What is it with this Jesus guy and fish? Why does he hate fish? I mean, first he lures a bunch of them to their deaths, and then he feeds their corpses to a riled-up mob. Weird. Won’t someone think of the fish?

I like, however, that Jesus is clearly a Ghostbusters fan, because when someone asks if he’s the son of God, he says yes.

US/Canada release date: Feb 28 2014 | UK release date: Mar 5 2014
official site | IMDb
posted in:
movie buzz | trailers
  • Bluejay

    I love that he says “I am coming soon,” and immediately afterwards the screen shows “FEBRUARY 28!”

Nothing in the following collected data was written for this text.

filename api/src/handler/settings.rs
use axum::extract::State;
use axum::response::IntoResponse;
use axum::Json;
use garde::Validate;
use registry::AppRegistry;
use shared::error::AppResult;

use crate::model::settings::{SystemSettingsResponse, UpdateSystemSettingsRequest};
use crate::model::ApiResponse;

pub async fn show_settings(State(registry): State<AppRegistry>) -> AppResult<impl IntoResponse> {
    registry
        .system_settings_repository()
        .get()
        .await
        .map(SystemSettingsResponse::from)
        .map(ApiResponse::ok)
}

pub async fn update_settings(
    State(registry): State<AppRegistry>,
    Json(req): Json<UpdateSystemSettingsRequest>,
) -> AppResult<impl IntoResponse> {
    req.validate(&())?;

    registry
        .system_settings_repository()
        .update(req.into())
        .await
        .map(SystemSettingsResponse::from)
        .map(ApiResponse::ok)
}
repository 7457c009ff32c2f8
use chrono::{DateTime, Utc};
use kernel::model::employee::{Employee, EmployeeStatus};
use kernel::model::id::EmployeeId;

#[derive(sqlx::FromRow)]
pub struct EmployeeRow {
    pub id: EmployeeId,
    pub staff_number: String,
    pub first_name: String,
    pub last_name: String,
    pub national_id: String,
    pub job_title: String,
    pub department: String,
    pub phone: Option<String>,
    pub status: EmployeeStatus,
    pub contract_end_date: DateTime<Utc>,
}

impl From<EmployeeRow> for Employee {
    fn from(value: EmployeeRow) -> Self {
        let EmployeeRow {
            id,
            staff_number,
            first_name,
            last_name,
            national_id,
            job_title,
            department,
            phone,
            status,
            contract_end_date,
        } = value;
        Employee {
            id,
            staff_number,
            first_name,
            last_name,
            national_id,
            job_title,
            department,
            phone,
            status,
            contract_end_date,
        }
    }
}
use async_trait::async_trait;
use chrono::Utc;
use derive_new::new;
use kernel::model::assignment::event::{CheckoutEmployee, CreateAssignment, ReassignEmployee};
use kernel::model::assignment::{Assignment, ReassignOutcome};
use kernel::model::id::AssignmentId;
use kernel::repository::assignment::AssignmentRepository;
use shared::error::{AppError, AppResult};

use super::InMemoryStore;

/// Ledger over the in-memory store. Holding the store lock across each
/// whole operation makes the multi-row mutation atomic; a precondition
/// failure returns before any write, so there is nothing to roll back.
#[derive(new)]
pub struct InMemoryAssignmentRepository {
    store: InMemoryStore,
}

#[async_trait]
impl AssignmentRepository for InMemoryAssignmentRepository {
    async fn assign(&self, event: CreateAssignment) -> AppResult<Assignment> {
        let mut state = self.store.lock().await;

        if !state.employees.contains_key(&event.employee_id) {
            return Err(AppError::EntityNotFound("Employee not found".into()));
        }
        let Some(room) = state.rooms.get(&event.room_id) else {
            return Err(AppError::EntityNotFound("Room not found".into()));
        };
        if state.active_assignment_for(event.employee_id).is_some() {
            return Err(AppError::UnprocessableEntity(
                "Employee is already assigned to a room".into(),
            ));
        }
        if room.current_occupancy >= room.capacity {
            return Err(AppError::UnprocessableEntity(
                "Room is already at full capacity".into(),
            ));
        }

        let assignment = Assignment {
            id: AssignmentId::new(),
            employee_id: event.employee_id,
            room_id: event.room_id,
            check_in_date: event.check_in_date,
            expected_check_out_date: event.expected_check_out_date,
            check_out_date: None,
        };
        state.assignments.insert(assignment.id, assignment.clone());
        state.adjust_occupancy(event.room_id, 1)?;
        state.sync_room_status(event.room_id)?;

        tracing::info!(
            employee_id = %assignment.employee_id,
            room_id = %assignment.room_id,
            "Assigned employee to room"
        );
        Ok(assignment)
    }

    async fn reassign(&self, event: ReassignEmployee) -> AppResult<ReassignOutcome> {
        let mut state = self.store.lock().await;

        let old_assignment = state
            .assignments
            .get(&event.assignment_id)
            .filter(|a| a.is_active())
            .cloned()
            .ok_or_else(|| AppError::EntityNotFound("Active assignment not found".into()))?;

        let Some(new_room) = state.rooms.get(&event.new_room_id) else {
            return Err(AppError::EntityNotFound("New room not found".into()));
        };
        if new_room.current_occupancy >= new_room.capacity {
            return Err(AppError::UnprocessableEntity(
                "New room is at full capacity".into(),
            ));
        }

        let new_assignment = {
            let assignment = state
                .assignments
                .get_mut(&event.assignment_id)
                .ok_or_else(|| AppError::EntityNotFound("Active assignment not found".into()))?;
            assignment.room_id = event.new_room_id;
            assignment.clone()
        };

        state.adjust_occupancy(old_assignment.room_id, -1)?;
        state.adjust_occupancy(event.new_room_id, 1)?;
        // The vacated room keeps an independent maintenance or reservation
        // state instead of being forced back to AVAILABLE.
        state.sync_room_status(old_assignment.room_id)?;
        state.sync_room_status(event.new_room_id)?;

        tracing::info!(
            employee_id = %old_assignment.employee_id,
            old_room_id = %old_assignment.room_id,
            new_room_id = %event.new_room_id,
            "Reassigned employee"
        );
        Ok(ReassignOutcome {
            old_assignment,
            new_assignment,
        })
    }

    async fn checkout(&self, event: CheckoutEmployee) -> AppResult<Assignment> {
        let mut state = self.store.lock().await;

        let check_out_date = event.check_out_date.unwrap_or_else(Utc::now);
        let assignment = {
            let assignment = state
                .assignments
                .get_mut(&event.assignment_id)
                .filter(|a| a.is_active())
                .ok_or_else(|| AppError::EntityNotFound("Active assignment not found".into()))?;
            assignment.check_out_date = Some(check_out_date);
            assignment.clone()
        };

        state.adjust_occupancy(assignment.room_id, -1)?;
        state.sync_room_status(assignment.room_id)?;

        tracing::info!(
            employee_id = %assignment.employee_id,
            room_id = %assignment.room_id,
            "Checked out employee"
        );
        Ok(assignment)
    }

    async fn find_all(&self) -> AppResult<Vec<Assignment>> {
        let state = self.store.lock().await;
        let mut assignments: Vec<Assignment> = state.assignments.values().cloned().collect();
        assignments.sort_by(|a, b| b.check_in_date.cmp(&a.check_in_date));
        Ok(assignments)
    }
}
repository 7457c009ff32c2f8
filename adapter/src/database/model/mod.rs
pub mod activity;
pub mod assignment;
pub mod building;
pub mod employee;
pub mod hosting;
pub mod maintenance;
pub mod reservation;
pub mod room;
use async_trait::async_trait;
use shared::error::AppResult;

use crate::model::hosting::event::{CreateHosting, UpdateHosting};
use crate::model::hosting::Hosting;
use crate::model::id::HostingId;

#[async_trait]
pub trait HostingRepository: Send + Sync {
    /// Creates the hosting and, when the employee is actively housed, adds
    /// the guest count to that room's occupancy. The guest path performs
    /// no capacity check and never changes the room status.
    async fn create(&self, event: CreateHosting) -> AppResult<Hosting>;
    async fn find_all(&self) -> AppResult<Vec<Hosting>>;
    async fn find_by_id(&self, hosting_id: HostingId) -> AppResult<Option<Hosting>>;
    /// The first transition to `Completed` gives the applied guest count
    /// back to the host room; repeat completions adjust nothing.
    async fn update(&self, event: UpdateHosting) -> AppResult<Hosting>;
    async fn delete(&self, hosting_id: HostingId) -> AppResult<()>;
}
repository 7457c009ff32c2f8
use axum::extract::State;
use axum::http::StatusCode;
use registry::AppRegistry;

pub async fn health_check() -> StatusCode {
    StatusCode::OK
}

pub async fn health_check_db(State(registry): State<AppRegistry>) -> StatusCode {
    if registry.health_check_repository().check_db().await {
        StatusCode::OK
    } else {
        StatusCode::INTERNAL_SERVER_ERROR
    }
}
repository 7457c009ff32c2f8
use async_trait::async_trait;
use chrono::Utc;
use derive_new::new;
use kernel::model::activity::{ActivityLog, CreateActivityLog};
use kernel::model::id::ActivityLogId;
use kernel::repository::activity::ActivityLogRepository;
use shared::error::AppResult;

use super::InMemoryStore;

#[derive(new)]
pub struct InMemoryActivityLogRepository {
    store: InMemoryStore,
}

#[async_trait]
impl ActivityLogRepository for InMemoryActivityLogRepository {
    async fn append(&self, event: CreateActivityLog) -> AppResult<ActivityLog> {
        let mut state = self.store.lock().await;
        let log = ActivityLog {
            id: ActivityLogId::new(),
            username: event.username,
            action: event.action,
            timestamp: Utc::now(),
        };
        state.activity_logs.push(log.clone());
        Ok(log)
    }

    async fn find_all(&self) -> AppResult<Vec<ActivityLog>> {
        let state = self.store.lock().await;
        let mut logs = state.activity_logs.clone();
        logs.sort_by(|a, b| b.timestamp.cmp(&a.timestamp));
        Ok(logs)
    }
}
use async_trait::async_trait;
use chrono::Utc;
use derive_new::new;
use kernel::model::assignment::event::{CheckoutEmployee, CreateAssignment, ReassignEmployee};
use kernel::model::assignment::{Assignment, ReassignOutcome};
use kernel::model::id::{AssignmentId, RoomId};
use kernel::repository::assignment::AssignmentRepository;
use shared::error::{AppError, AppResult};
use sqlx::{Postgres, Transaction};

use crate::database::model::assignment::AssignmentRow;
use crate::database::ConnectionPool;
use crate::repository::occupancy::sync_room_status;

const ASSIGNMENT_COLUMNS: &str = r#"
    id, employee_id, room_id, check_in_date, expected_check_out_date, check_out_date
"#;

#[derive(new)]
pub struct AssignmentRepositoryImpl {
    db: ConnectionPool,
}

#[async_trait]
impl AssignmentRepository for AssignmentRepositoryImpl {
    async fn assign(&self, event: CreateAssignment) -> AppResult<Assignment> {
        let mut tx = self.db.begin().await?;

        // Preconditions checked inside the transaction; the occupancy
        // increment itself is conditional on remaining capacity, so two
        // racing requests cannot both fill the last place.
        {
            let employee: i64 = sqlx::query_scalar("SELECT COUNT(*) FROM employees WHERE id = $1")
                .bind(event.employee_id)
                .fetch_one(&mut *tx)
                .await
                .map_err(AppError::SpecificOperationError)?;
            if employee < 1 {
                return Err(AppError::EntityNotFound("Employee not found".into()));
            }

            let room: i64 = sqlx::query_scalar("SELECT COUNT(*) FROM rooms WHERE id = $1")
                .bind(event.room_id)
                .fetch_one(&mut *tx)
                .await
                .map_err(AppError::SpecificOperationError)?;
            if room < 1 {
                return Err(AppError::EntityNotFound("Room not found".into()));
            }

            let active: i64 = sqlx::query_scalar(
                r#"
                    SELECT COUNT(*) FROM assignments
                    WHERE employee_id = $1 AND check_out_date IS NULL
                "#,
            )
            .bind(event.employee_id)
            .fetch_one(&mut *tx)
            .await
            .map_err(AppError::SpecificOperationError)?;
            if active > 0 {
                return Err(AppError::UnprocessableEntity(
                    "Employee is already assigned to a room".into(),
                ));
            }
        }

        self.take_place(&mut tx, event.room_id).await?;

        let assignment = Assignment {
            id: AssignmentId::new(),
            employee_id: event.employee_id,
            room_id: event.room_id,
            check_in_date: event.check_in_date,
            expected_check_out_date: event.expected_check_out_date,
            check_out_date: None,
        };
        let res = sqlx::query(
            r#"
                INSERT INTO assignments
                (id, employee_id, room_id, check_in_date, expected_check_out_date)
                VALUES ($1, $2, $3, $4, $5)
            "#,
        )
        .bind(assignment.id)
        .bind(assignment.employee_id)
        .bind(assignment.room_id)
        .bind(assignment.check_in_date)
        .bind(assignment.expected_check_out_date)
        .execute(&mut *tx)
        .await
        .map_err(AppError::SpecificOperationError)?;
        if res.rows_affected() < 1 {
            return Err(AppError::NoRowsAffectedError(
                "No assignment record has been created".into(),
            ));
        }

        sync_room_status(&mut tx, event.room_id).await?;

        tx.commit().await.map_err(AppError::TransactionError)?;

        tracing::info!(
            employee_id = %assignment.employee_id,
            room_id = %assignment.room_id,
            "Assigned employee to room"
        );
        Ok(assignment)
    }

    async fn reassign(&self, event: ReassignEmployee) -> AppResult<ReassignOutcome> {
        let mut tx = self.db.begin().await?;

        let old_assignment = find_active(&mut tx, event.assignment_id).await?;

        let new_room: i64 = sqlx::query_scalar("SELECT COUNT(*) FROM rooms WHERE id = $1")
            .bind(event.new_room_id)
            .fetch_one(&mut *tx)
            .await
            .map_err(AppError::SpecificOperationError)?;
        if new_room < 1 {
            return Err(AppError::EntityNotFound("New room not found".into()));
        }

        self.take_place_in_new_room(&mut tx, event.new_room_id)
            .await?;

        let res = sqlx::query("UPDATE assignments SET room_id = $2 WHERE id = $1")
            .bind(old_assignment.id)
            .bind(event.new_room_id)
            .execute(&mut *tx)
            .await
            .map_err(AppError::SpecificOperationError)?;
        if res.rows_affected() < 1 {
            return Err(AppError::NoRowsAffectedError(
                "No assignment record has been updated".into(),
            ));
        }

        sqlx::query(
            r#"
                UPDATE rooms
                SET current_occupancy = GREATEST(current_occupancy - 1, 0)
                WHERE id = $1
            "#,
        )
        .bind(old_assignment.room_id)
        .execute(&mut *tx)
        .await
        .map_err(AppError::SpecificOperationError)?;

        // Both rooms get their status re-derived; the vacated one keeps an
        // independent maintenance or reservation state instead of being
        // forced back to AVAILABLE.
        sync_room_status(&mut tx, old_assignment.room_id).await?;
        sync_room_status(&mut tx, event.new_room_id).await?;

        tx.commit().await.map_err(AppError::TransactionError)?;

        tracing::info!(
            employee_id = %old_assignment.employee_id,
            old_room_id = %old_assignment.room_id,
            new_room_id = %event.new_room_id,
            "Reassigned employee"
        );

        let mut new_assignment = old_assignment.clone();
        new_assignment.room_id = event.new_room_id;
        Ok(ReassignOutcome {
            old_assignment,
            new_assignment,
        })
    }

    async fn checkout(&self, event: CheckoutEmployee) -> AppResult<Assignment> {
        let mut tx = self.db.begin().await?;

        let mut assignment = find_active(&mut tx, event.assignment_id).await?;
        let check_out_date = event.check_out_date.unwrap_or_else(Utc::now);

        let res = sqlx::query("UPDATE assignments SET check_out_date = $2 WHERE id = $1")
            .bind(assignment.id)
            .bind(check_out_date)
            .execute(&mut *tx)
            .await
            .map_err(AppError::SpecificOperationError)?;
        if res.rows_affected() < 1 {
            return Err(AppError::NoRowsAffectedError(
                "No assignment record has been updated".into(),
            ));
        }

        sqlx::query(
            r#"
                UPDATE rooms
                SET current_occupancy = GREATEST(current_occupancy - 1, 0)
                WHERE id = $1
            "#,
        )
        .bind(assignment.room_id)
        .execute(&mut *tx)
        .await
        .map_err(AppError::SpecificOperationError)?;

        sync_room_status(&mut tx, assignment.room_id).await?;

        tx.commit().await.map_err(AppError::TransactionError)?;

        tracing::info!(
            employee_id = %assignment.employee_id,
            room_id = %assignment.room_id,
            "Checked out employee"
        );

        assignment.check_out_date = Some(check_out_date);
        Ok(assignment)
    }

    async fn find_all(&self) -> AppResult<Vec<Assignment>> {
        sqlx::query_as::<_, AssignmentRow>(&format!(
            "SELECT {ASSIGNMENT_COLUMNS} FROM assignments ORDER BY check_in_date DESC"
        ))
        .fetch_all(self.db.inner_ref())
        .await
        .map(|rows| rows.into_iter().map(Assignment::from).collect())
        .map_err(AppError::SpecificOperationError)
    }
}

impl AssignmentRepositoryImpl {
    // Conditional increment: claims one place only while capacity remains.
    async fn take_place(
        &self,
        tx: &mut Transaction<'_, Postgres>,
        room_id: RoomId,
    ) -> AppResult<()> {
        let res = sqlx::query(
            r#"
                UPDATE rooms
                SET current_occupancy = current_occupancy + 1
                WHERE id = $1 AND current_occupancy < capacity
            "#,
        )
        .bind(room_id)
        .execute(&mut **tx)
        .await
        .map_err(AppError::SpecificOperationError)?;
        if res.rows_affected() < 1 {
            return Err(AppError::UnprocessableEntity(
                "Room is already at full capacity".into(),
            ));
        }
        Ok(())
    }

    async fn take_place_in_new_room(
        &self,
        tx: &mut Transaction<'_, Postgres>,
        room_id: RoomId,
    ) -> AppResult<()> {
        self.take_place(tx, room_id).await.map_err(|e| match e {
            AppError::UnprocessableEntity(_) => {
                AppError::UnprocessableEntity("New room is at full capacity".into())
            }
            other => other,
        })
    }
}

async fn find_active(
    tx: &mut Transaction<'_, Postgres>,
    assignment_id: AssignmentId,
) -> AppResult<Assignment> {
    let row = sqlx::query_as::<_, AssignmentRow>(&format!(
        r#"
            SELECT {ASSIGNMENT_COLUMNS} FROM assignments
            WHERE id = $1 AND check_out_date IS NULL
        "#
    ))
    .bind(assignment_id)
    .fetch_optional(&mut **tx)
    .await
    .map_err(AppError::SpecificOperationError)?;

    row.map(Assignment::from)
        .ok_or_else(|| AppError::EntityNotFound("Active assignment not found".into()))
}
use chrono::{DateTime, Utc};
use kernel::model::id::{MaintenanceRequestId, RoomId};
use kernel::model::maintenance::{MaintenanceRequest, MaintenanceStatus};

#[derive(sqlx::FromRow)]
pub struct MaintenanceRequestRow {
    pub id: MaintenanceRequestId,
    pub room_id: RoomId,
    pub problem_type: String,
    pub description: String,
    pub status: MaintenanceStatus,
    pub due_date: Option<DateTime<Utc>>,
    pub reported_at: DateTime<Utc>,
}

impl From<MaintenanceRequestRow> for MaintenanceRequest {
    fn from(value: MaintenanceRequestRow) -> Self {
        let MaintenanceRequestRow {
            id,
            room_id,
            problem_type,
            description,
            status,
            due_date,
            reported_at,
        } = value;
        MaintenanceRequest {
            id,
            room_id,
            problem_type,
            description,
            status,
            due_date,
            reported_at,
        }
    }
}
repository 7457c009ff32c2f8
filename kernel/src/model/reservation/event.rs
use chrono::{DateTime, Utc};
use derive_new::new;

use crate::model::hosting::Guest;
use crate::model::id::RoomId;

#[derive(Debug, new)]
pub struct CreateReservation {
    pub room_id: RoomId,
    pub first_name: String,
    pub last_name: String,
    pub guest_id_card_number: String,
    pub guest_phone: String,
    pub job_title: String,
    pub department: String,
    pub guests: Vec<Guest>,
    pub check_in_date: DateTime<Utc>,
    pub check_out_date: Option<DateTime<Utc>>,
    pub notes: Option<String>,
}
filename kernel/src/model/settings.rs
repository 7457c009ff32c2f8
use chrono::{DateTime, Utc};
use serde::{Deserialize, Serialize};
use shared::error::AppError;

/// System configuration as an explicit record. Every field is enumerated
/// and validated at the boundary; unknown keys are rejected instead of
/// being carried along in a catch-all map.
#[derive(Debug, Clone, PartialEq, Eq)]
pub struct SystemSettings {
    pub default_language: Language,
    pub ai_suggestions_enabled: bool,
    pub last_backup_time: Option<DateTime<Utc>>,
}

impl Default for SystemSettings {
    fn default() -> Self {
        Self {
            default_language: Language::En,
            ai_suggestions_enabled: false,
            last_backup_time: None,
        }
    }
}

#[derive(Debug, Clone, Copy, PartialEq, Eq, Serialize, Deserialize)]
#[serde(rename_all = "lowercase")]
pub enum Language {
    En,
    Ar,
}

impl std::fmt::Display for Language {
    fn fmt(&self, f: &mut std::fmt::Formatter<'_>) -> std::fmt::Result {
        match self {
            Language::En => write!(f, "en"),
            Language::Ar => write!(f, "ar"),
        }
    }
}

impl std::str::FromStr for Language {
    type Err = AppError;

    fn from_str(s: &str) -> Result<Self, Self::Err> {
        match s {
            "en" => Ok(Language::En),
            "ar" => Ok(Language::Ar),
            other => Err(AppError::ConversionEntityError(format!(
                "unknown language: {other}"
            ))),
        }
    }
}
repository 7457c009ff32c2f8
pub mod model;
pub mod repository;
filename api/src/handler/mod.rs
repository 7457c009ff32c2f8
pub mod activity;
pub mod assignment;
pub mod building;
pub mod employee;
pub mod health;
pub mod hosting;
pub mod maintenance;
pub mod reservation;
pub mod room;
pub mod settings;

    So, another tall, pretty white man with flowing locks. If they’re gonna make him look like a rock star, then at least they should make him sing like one.

  • crowTrobot

    A major spoiler in the title? Thanks. Don’t tell me they bring the character back because that would be just lazy writing.

  • http://www.flickfilosopher.com/ MaryAnn Johanson

    C’mon, you know no one ever really dies in these fantasy stories.

  • http://www.flickfilosopher.com/ MaryAnn Johanson

    Jesus is the original Awesome Undead Boyfriend, so he has to be gorgeous. Like Edward Cullen. Jesus doesn’t sparkle, but he does have a halo.

  • Tonio Kruger

    Re that “son of God” quote:
    Either that trailer maker is doing some creative editing or someone on this movie’s production staff wasn’t paying attention in Sunday school.

  • Martin

    I’d rather see Kevin Smith’s version of a Christ movie.

    http://www.noob.us/humor/the-passion-of-kevin-smith/

    Start at 2:55.

  • RogerBW

    Indeed, Tonio, they changed it from the book. But maybe there are people who are hard of reading who’ll find the film a handy entry point into the fandom, as with The Lord of the Rings and The Hobbit films; all the differences between versions there don’t seem to have caused any holy wars.

  • LaSargenta

    I think he sparkled in Revelation of John…of course, LOTS of stuff sparkled there. Quite a few of us think John had made a meal of some special mushrooms.

  • LaSargenta

    I wish I had taken a picture of it…but, many years ago the Grace & Hope mission house on 3rd Avenue right next door to the Variety Photoplays Theater (in the days when the Variety showed a lot of porn) had a sign that said “Jesus Comes Quickly!”.

  • http://www.flickfilosopher.com/ MaryAnn Johanson

    That’s not very Awesome Undead Boyfriend of him…

  • Bluejay

    Jesus doesn’t sparkle

    Well, he glows, though. Kinda like a regeneration, or the return of Gandalf the White. They should play it up to get all the Doctor Who and LOTR geeks to see the film.

    Also, I can’t wait to see the zombies.

  • Dr. Rocketscience

    Y’know, I’m not a huge fan of JCS, or of Weber in general, but man, when Ted Neeley hits that high note. Ho-ly crap.

  • David C-D

    Actually I think I saw some post-resurrection scenes in there. So maybe he dies in the middle?

  • Hank Graham

    About midway through the trailer, I suddenly found myself remembering the National Lampoon’s :Son-O-God comic:

    http://www.dialbforblog.com/archives/417/

    It was hopeless after that–I kept breaking into laughter. Now *THAT* is a movie I’d like to see.

    “True religion hits the spot! Come and get it, while it’s hot!”